§ **Exercise requirements**
Only one stretch of the listing below is wanted. Begin at the line that has "once per link.", stop after the line that has "let (tx, mut", and repeat every line in between exactly.

━━━━━━━━━━━━━━━━━━━━━━━━━━━━━━

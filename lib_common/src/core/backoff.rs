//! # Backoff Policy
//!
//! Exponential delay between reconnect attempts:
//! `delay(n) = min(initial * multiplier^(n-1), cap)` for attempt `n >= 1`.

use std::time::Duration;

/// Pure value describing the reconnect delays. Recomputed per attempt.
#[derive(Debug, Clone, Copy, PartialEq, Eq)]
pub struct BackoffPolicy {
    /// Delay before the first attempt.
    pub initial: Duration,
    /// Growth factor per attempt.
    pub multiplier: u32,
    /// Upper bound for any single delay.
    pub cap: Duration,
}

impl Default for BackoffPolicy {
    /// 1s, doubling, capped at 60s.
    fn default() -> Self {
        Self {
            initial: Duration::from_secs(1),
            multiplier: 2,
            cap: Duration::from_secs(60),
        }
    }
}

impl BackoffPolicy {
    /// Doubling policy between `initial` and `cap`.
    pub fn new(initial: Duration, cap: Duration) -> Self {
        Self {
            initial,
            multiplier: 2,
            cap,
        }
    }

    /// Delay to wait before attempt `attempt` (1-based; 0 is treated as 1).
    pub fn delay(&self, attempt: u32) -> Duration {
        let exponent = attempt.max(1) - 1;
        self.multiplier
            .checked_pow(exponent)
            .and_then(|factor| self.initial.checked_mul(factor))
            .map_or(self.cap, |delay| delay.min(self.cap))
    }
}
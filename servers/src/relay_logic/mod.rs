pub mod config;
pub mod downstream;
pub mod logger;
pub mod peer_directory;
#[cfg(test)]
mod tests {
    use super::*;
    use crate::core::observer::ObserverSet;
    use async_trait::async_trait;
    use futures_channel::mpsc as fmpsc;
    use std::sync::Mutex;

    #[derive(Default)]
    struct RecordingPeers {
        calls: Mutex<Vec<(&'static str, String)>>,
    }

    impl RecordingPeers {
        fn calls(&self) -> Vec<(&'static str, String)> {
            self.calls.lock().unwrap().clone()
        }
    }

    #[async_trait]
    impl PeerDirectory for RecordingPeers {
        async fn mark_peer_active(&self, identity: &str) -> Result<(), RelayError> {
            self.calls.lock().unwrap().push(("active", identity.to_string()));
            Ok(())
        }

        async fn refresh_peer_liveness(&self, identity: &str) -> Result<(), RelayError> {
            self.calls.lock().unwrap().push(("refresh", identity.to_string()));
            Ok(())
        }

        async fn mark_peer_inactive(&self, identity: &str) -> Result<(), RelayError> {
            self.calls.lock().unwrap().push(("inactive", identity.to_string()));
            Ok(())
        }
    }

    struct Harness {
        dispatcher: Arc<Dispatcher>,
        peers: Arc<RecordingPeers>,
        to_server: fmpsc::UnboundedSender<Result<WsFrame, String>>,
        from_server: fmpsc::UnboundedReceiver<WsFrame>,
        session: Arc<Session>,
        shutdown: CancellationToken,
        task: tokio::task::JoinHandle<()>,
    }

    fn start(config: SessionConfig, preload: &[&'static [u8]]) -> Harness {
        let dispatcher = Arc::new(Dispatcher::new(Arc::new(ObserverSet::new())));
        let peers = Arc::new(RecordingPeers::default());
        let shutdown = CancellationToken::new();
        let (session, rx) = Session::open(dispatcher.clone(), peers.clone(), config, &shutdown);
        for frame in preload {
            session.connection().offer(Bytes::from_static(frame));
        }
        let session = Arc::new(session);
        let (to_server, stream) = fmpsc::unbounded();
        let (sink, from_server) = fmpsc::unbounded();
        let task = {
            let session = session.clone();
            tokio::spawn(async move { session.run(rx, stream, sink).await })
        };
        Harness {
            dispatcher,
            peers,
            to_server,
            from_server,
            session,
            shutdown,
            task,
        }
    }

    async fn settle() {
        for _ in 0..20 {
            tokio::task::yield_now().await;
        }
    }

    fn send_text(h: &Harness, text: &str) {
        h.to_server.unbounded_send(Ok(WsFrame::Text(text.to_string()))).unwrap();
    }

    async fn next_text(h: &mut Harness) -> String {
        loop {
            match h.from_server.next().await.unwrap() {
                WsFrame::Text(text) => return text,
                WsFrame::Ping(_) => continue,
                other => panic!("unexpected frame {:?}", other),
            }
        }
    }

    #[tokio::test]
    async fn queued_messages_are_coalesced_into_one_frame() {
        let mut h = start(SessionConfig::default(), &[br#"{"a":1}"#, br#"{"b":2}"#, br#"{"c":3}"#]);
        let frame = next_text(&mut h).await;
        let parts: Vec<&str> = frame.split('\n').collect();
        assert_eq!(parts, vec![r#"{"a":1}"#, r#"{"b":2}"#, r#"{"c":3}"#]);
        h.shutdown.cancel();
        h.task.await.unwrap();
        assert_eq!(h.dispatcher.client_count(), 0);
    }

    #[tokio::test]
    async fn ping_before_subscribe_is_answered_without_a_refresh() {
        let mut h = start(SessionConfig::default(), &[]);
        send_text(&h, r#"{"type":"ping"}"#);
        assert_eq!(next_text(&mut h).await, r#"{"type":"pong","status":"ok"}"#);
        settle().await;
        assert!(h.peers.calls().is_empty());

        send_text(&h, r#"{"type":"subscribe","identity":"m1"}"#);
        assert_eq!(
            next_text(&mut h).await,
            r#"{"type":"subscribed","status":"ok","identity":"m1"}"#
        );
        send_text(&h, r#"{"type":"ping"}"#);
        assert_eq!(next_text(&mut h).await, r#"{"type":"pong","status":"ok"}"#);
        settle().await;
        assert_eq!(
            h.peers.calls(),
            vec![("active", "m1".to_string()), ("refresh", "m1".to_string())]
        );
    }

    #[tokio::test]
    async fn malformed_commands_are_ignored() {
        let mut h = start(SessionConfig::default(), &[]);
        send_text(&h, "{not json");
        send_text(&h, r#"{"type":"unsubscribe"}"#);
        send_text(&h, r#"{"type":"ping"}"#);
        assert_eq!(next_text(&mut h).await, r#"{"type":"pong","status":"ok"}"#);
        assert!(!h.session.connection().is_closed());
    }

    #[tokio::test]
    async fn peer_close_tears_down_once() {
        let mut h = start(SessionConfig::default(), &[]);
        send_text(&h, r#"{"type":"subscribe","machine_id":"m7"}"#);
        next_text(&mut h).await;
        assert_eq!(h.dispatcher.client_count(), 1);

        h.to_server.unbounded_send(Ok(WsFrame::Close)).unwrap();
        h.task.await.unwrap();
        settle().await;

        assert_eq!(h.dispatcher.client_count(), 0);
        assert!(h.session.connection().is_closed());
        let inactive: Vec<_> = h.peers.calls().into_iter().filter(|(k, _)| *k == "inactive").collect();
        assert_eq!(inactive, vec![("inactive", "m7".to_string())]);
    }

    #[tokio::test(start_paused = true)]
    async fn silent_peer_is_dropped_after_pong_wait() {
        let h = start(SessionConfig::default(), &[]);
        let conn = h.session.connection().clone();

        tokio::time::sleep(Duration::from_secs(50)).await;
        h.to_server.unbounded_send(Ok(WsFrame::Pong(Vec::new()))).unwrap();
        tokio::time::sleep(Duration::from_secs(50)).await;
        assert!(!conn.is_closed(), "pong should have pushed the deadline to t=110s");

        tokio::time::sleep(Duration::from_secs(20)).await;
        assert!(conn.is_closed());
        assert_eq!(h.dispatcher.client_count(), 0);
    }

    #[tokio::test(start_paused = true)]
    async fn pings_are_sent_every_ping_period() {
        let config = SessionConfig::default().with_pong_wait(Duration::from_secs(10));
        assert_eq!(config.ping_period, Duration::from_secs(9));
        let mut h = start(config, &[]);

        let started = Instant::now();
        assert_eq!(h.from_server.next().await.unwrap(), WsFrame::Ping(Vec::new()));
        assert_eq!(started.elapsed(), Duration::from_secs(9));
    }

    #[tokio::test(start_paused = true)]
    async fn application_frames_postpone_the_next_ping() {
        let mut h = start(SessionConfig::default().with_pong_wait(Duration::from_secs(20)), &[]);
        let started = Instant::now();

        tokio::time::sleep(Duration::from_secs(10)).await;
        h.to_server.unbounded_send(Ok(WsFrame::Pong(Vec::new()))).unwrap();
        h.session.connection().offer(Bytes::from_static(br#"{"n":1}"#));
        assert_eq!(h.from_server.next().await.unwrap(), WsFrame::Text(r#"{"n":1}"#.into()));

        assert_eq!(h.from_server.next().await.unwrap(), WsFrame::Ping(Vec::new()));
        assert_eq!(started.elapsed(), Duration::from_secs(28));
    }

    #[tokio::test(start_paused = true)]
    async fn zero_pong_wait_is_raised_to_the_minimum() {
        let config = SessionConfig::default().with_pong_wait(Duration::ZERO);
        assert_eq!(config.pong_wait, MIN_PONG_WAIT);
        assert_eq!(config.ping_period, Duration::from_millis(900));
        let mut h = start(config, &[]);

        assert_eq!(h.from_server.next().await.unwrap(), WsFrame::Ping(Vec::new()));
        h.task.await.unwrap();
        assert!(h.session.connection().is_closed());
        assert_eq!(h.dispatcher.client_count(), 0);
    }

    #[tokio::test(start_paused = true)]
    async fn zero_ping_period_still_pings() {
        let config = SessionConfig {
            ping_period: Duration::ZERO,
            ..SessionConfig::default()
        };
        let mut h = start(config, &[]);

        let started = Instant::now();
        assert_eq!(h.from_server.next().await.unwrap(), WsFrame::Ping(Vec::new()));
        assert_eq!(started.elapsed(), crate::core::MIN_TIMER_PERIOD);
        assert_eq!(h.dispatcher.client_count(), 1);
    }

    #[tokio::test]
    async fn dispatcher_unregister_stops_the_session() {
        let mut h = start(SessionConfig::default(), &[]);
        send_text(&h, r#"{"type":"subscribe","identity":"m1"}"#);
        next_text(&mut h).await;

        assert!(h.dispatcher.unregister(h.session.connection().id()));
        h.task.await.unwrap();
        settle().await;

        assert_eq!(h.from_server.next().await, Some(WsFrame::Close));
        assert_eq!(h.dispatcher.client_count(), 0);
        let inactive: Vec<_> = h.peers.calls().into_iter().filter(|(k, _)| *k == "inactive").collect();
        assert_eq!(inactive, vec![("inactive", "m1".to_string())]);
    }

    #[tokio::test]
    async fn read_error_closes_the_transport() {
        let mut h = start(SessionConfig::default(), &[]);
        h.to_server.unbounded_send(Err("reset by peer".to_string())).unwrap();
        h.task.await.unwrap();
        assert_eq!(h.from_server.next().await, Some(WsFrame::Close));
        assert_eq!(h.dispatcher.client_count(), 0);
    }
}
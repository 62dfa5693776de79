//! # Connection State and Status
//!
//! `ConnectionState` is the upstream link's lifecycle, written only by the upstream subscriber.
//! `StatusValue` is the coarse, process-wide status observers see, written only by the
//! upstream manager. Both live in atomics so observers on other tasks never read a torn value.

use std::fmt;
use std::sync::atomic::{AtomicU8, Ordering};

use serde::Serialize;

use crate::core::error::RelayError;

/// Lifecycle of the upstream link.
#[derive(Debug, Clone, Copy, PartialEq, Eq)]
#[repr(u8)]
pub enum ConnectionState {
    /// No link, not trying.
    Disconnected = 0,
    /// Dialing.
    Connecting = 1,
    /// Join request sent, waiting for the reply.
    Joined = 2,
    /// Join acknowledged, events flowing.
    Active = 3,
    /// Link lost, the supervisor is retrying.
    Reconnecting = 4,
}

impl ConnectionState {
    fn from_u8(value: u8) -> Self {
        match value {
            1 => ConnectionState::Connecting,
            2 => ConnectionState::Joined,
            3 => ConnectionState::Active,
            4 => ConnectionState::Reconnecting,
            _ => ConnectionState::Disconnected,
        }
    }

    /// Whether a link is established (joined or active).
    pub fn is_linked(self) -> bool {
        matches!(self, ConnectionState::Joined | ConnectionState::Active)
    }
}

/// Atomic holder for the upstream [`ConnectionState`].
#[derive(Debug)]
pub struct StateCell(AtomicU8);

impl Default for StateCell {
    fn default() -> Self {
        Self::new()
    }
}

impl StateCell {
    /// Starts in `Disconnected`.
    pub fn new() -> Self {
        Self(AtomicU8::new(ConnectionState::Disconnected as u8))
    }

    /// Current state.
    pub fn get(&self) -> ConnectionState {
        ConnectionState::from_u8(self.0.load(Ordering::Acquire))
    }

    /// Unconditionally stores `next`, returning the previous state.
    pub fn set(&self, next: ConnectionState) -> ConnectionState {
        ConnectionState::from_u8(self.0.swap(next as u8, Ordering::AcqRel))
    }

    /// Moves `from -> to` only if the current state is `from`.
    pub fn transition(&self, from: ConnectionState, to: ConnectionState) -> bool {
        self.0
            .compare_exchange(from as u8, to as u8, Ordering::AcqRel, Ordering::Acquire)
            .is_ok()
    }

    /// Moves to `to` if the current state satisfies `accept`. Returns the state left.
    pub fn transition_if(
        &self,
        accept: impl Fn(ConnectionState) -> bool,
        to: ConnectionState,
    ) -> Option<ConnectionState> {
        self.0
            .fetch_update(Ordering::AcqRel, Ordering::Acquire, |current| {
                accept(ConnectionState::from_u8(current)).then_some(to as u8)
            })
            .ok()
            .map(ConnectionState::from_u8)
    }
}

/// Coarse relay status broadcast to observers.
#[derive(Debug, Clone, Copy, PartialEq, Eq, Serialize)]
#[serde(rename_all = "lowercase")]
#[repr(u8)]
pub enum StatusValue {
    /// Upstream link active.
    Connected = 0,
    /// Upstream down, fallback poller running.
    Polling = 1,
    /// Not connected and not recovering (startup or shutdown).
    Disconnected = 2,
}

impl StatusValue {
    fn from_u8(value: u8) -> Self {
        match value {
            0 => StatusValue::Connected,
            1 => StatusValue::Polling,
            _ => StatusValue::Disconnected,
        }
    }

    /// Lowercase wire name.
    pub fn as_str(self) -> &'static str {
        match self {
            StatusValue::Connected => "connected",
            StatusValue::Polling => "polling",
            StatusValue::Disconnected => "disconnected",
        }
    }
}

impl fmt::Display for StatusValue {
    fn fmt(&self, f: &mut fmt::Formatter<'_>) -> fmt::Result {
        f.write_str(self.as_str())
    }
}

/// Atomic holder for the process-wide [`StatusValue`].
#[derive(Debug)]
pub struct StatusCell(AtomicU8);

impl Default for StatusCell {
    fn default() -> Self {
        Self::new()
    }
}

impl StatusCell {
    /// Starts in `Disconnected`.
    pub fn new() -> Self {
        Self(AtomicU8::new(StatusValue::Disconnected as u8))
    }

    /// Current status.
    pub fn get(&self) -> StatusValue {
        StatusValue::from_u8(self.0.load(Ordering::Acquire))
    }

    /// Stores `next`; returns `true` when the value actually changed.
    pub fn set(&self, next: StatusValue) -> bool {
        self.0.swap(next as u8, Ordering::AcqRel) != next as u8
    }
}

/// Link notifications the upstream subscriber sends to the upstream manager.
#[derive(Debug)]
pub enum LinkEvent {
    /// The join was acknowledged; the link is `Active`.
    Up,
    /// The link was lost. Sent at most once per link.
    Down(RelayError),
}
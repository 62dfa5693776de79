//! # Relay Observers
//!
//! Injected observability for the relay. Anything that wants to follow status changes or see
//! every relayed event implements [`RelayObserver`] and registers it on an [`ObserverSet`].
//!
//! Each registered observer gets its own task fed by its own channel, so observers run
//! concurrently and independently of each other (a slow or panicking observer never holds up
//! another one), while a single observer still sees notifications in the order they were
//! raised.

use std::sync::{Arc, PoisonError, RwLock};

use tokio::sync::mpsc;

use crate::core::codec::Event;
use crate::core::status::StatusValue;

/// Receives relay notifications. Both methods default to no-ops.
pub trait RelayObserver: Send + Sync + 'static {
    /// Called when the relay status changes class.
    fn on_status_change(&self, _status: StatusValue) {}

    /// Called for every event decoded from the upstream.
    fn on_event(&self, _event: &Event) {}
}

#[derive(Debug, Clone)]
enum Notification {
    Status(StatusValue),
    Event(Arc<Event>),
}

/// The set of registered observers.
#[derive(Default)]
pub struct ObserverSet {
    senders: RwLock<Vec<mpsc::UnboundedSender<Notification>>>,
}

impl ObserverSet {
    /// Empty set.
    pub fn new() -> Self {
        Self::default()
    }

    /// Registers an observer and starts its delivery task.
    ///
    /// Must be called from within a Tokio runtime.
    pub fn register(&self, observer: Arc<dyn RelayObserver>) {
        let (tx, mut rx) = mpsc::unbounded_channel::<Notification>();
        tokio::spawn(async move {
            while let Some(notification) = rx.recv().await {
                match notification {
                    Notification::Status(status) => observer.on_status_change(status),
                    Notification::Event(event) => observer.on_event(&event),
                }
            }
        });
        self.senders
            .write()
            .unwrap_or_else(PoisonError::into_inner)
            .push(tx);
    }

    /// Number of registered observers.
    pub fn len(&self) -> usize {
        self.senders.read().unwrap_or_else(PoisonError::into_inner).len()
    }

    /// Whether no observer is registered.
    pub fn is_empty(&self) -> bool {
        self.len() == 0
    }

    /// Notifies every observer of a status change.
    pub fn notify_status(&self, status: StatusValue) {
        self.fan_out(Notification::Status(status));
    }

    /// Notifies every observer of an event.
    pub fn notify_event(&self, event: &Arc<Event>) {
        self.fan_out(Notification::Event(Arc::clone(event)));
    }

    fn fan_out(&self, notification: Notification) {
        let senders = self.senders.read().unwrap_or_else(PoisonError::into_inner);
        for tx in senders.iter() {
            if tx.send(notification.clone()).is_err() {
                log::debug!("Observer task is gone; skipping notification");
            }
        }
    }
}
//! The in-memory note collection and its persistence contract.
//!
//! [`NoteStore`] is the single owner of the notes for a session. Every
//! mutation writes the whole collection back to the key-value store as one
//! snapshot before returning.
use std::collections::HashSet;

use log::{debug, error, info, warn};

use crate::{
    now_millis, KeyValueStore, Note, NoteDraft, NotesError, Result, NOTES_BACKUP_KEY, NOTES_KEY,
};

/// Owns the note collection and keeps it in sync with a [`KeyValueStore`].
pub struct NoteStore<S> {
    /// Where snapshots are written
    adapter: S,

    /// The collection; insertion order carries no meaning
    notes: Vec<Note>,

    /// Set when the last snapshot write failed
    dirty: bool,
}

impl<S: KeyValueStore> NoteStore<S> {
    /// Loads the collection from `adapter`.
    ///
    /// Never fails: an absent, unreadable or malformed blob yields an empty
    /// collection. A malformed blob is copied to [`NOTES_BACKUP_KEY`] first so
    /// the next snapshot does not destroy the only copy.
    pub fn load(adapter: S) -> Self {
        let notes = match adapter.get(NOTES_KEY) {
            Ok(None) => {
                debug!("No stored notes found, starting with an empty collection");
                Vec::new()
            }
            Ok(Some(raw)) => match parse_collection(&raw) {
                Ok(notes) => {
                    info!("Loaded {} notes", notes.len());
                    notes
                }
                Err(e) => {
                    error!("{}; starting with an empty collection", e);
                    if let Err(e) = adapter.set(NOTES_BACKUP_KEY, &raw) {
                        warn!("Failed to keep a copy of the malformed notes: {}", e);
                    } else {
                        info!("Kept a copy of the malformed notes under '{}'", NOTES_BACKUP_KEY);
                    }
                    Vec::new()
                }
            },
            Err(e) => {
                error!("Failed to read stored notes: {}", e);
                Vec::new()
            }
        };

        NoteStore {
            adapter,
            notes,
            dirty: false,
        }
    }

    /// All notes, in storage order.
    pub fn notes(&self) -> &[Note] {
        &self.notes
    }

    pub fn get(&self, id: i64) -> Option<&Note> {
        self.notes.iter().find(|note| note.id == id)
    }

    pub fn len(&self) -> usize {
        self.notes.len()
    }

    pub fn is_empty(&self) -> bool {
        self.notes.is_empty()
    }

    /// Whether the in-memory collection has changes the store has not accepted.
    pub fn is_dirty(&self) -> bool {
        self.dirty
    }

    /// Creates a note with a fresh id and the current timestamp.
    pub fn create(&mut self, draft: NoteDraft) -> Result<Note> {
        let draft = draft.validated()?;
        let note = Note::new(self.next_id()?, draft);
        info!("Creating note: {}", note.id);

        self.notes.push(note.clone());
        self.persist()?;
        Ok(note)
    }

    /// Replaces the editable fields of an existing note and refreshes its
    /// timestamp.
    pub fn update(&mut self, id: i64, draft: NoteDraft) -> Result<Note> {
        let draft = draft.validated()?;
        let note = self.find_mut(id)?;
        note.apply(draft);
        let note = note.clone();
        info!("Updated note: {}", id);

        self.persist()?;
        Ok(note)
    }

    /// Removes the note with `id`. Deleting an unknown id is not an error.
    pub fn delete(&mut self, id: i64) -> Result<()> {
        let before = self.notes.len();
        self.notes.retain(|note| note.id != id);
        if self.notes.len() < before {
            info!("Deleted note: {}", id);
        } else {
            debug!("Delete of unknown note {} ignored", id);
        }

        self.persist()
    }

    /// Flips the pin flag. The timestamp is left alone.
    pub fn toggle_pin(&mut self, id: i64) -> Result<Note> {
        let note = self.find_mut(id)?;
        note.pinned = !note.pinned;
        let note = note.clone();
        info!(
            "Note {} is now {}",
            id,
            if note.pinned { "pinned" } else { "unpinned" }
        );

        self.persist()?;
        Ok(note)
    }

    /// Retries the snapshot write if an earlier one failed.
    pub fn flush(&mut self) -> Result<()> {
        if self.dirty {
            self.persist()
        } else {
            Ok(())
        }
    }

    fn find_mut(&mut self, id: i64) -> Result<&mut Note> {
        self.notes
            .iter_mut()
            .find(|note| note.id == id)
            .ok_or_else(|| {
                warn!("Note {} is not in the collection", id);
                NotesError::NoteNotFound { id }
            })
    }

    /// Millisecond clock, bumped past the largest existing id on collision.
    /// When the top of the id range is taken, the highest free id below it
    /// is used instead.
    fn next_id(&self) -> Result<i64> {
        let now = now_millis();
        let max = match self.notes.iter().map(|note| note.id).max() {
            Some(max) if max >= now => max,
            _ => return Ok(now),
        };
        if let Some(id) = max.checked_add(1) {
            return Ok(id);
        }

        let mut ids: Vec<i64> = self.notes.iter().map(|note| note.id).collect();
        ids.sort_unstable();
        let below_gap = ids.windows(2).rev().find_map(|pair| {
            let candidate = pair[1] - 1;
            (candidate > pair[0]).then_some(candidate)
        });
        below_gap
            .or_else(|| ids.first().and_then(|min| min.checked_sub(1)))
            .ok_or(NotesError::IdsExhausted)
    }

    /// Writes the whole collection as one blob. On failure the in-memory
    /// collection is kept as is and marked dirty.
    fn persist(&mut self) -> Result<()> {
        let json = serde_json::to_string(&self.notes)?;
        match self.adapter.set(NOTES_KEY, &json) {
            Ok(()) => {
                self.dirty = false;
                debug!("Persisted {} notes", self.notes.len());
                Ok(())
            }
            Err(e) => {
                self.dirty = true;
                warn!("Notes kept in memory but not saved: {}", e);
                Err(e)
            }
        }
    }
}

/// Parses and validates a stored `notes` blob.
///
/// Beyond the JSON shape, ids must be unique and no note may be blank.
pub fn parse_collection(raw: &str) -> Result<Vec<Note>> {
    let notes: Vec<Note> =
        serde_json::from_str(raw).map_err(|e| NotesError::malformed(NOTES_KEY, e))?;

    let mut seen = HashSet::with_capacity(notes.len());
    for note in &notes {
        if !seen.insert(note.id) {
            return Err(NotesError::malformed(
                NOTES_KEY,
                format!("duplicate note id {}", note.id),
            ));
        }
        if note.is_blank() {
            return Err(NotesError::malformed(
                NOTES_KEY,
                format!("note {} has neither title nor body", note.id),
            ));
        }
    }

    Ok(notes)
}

━━━━━━━━━━━━━━━━━━━━━━━━━━━━━━

§ **Answer for this exercise**
    /// The link was lost. Sent at most once per link.
    Down(RelayError),
}
repository 62dfa5693776de79
//! # Relay Observers
//!
//! Injected observability for the relay. Anything that wants to follow status changes or see
//! every relayed event implements [`RelayObserver`] and registers it on an [`ObserverSet`].
//!
//! Each registered observer gets its own task fed by its own channel, so observers run
//! concurrently and independently of each other (a slow or panicking observer never holds up
//! another one), while a single observer still sees notifications in the order they were
//! raised.

use std::sync::{Arc, PoisonError, RwLock};

use tokio::sync::mpsc;

use crate::core::codec::Event;
use crate::core::status::StatusValue;

/// Receives relay notifications. Both methods default to no-ops.
pub trait RelayObserver: Send + Sync + 'static {
    /// Called when the relay status changes class.
    fn on_status_change(&self, _status: StatusValue) {}

    /// Called for every event decoded from the upstream.
    fn on_event(&self, _event: &Event) {}
}

#[derive(Debug, Clone)]
enum Notification {
    Status(StatusValue),
    Event(Arc<Event>),
}

/// The set of registered observers.
#[derive(Default)]
pub struct ObserverSet {
    senders: RwLock<Vec<mpsc::UnboundedSender<Notification>>>,
}

impl ObserverSet {
    /// Empty set.
    pub fn new() -> Self {
        Self::default()
    }

    /// Registers an observer and starts its delivery task.
    ///
    /// Must be called from within a Tokio runtime.
    pub fn register(&self, observer: Arc<dyn RelayObserver>) {
        let (tx, mut rx) = mpsc::unbounded_channel::<Notification>();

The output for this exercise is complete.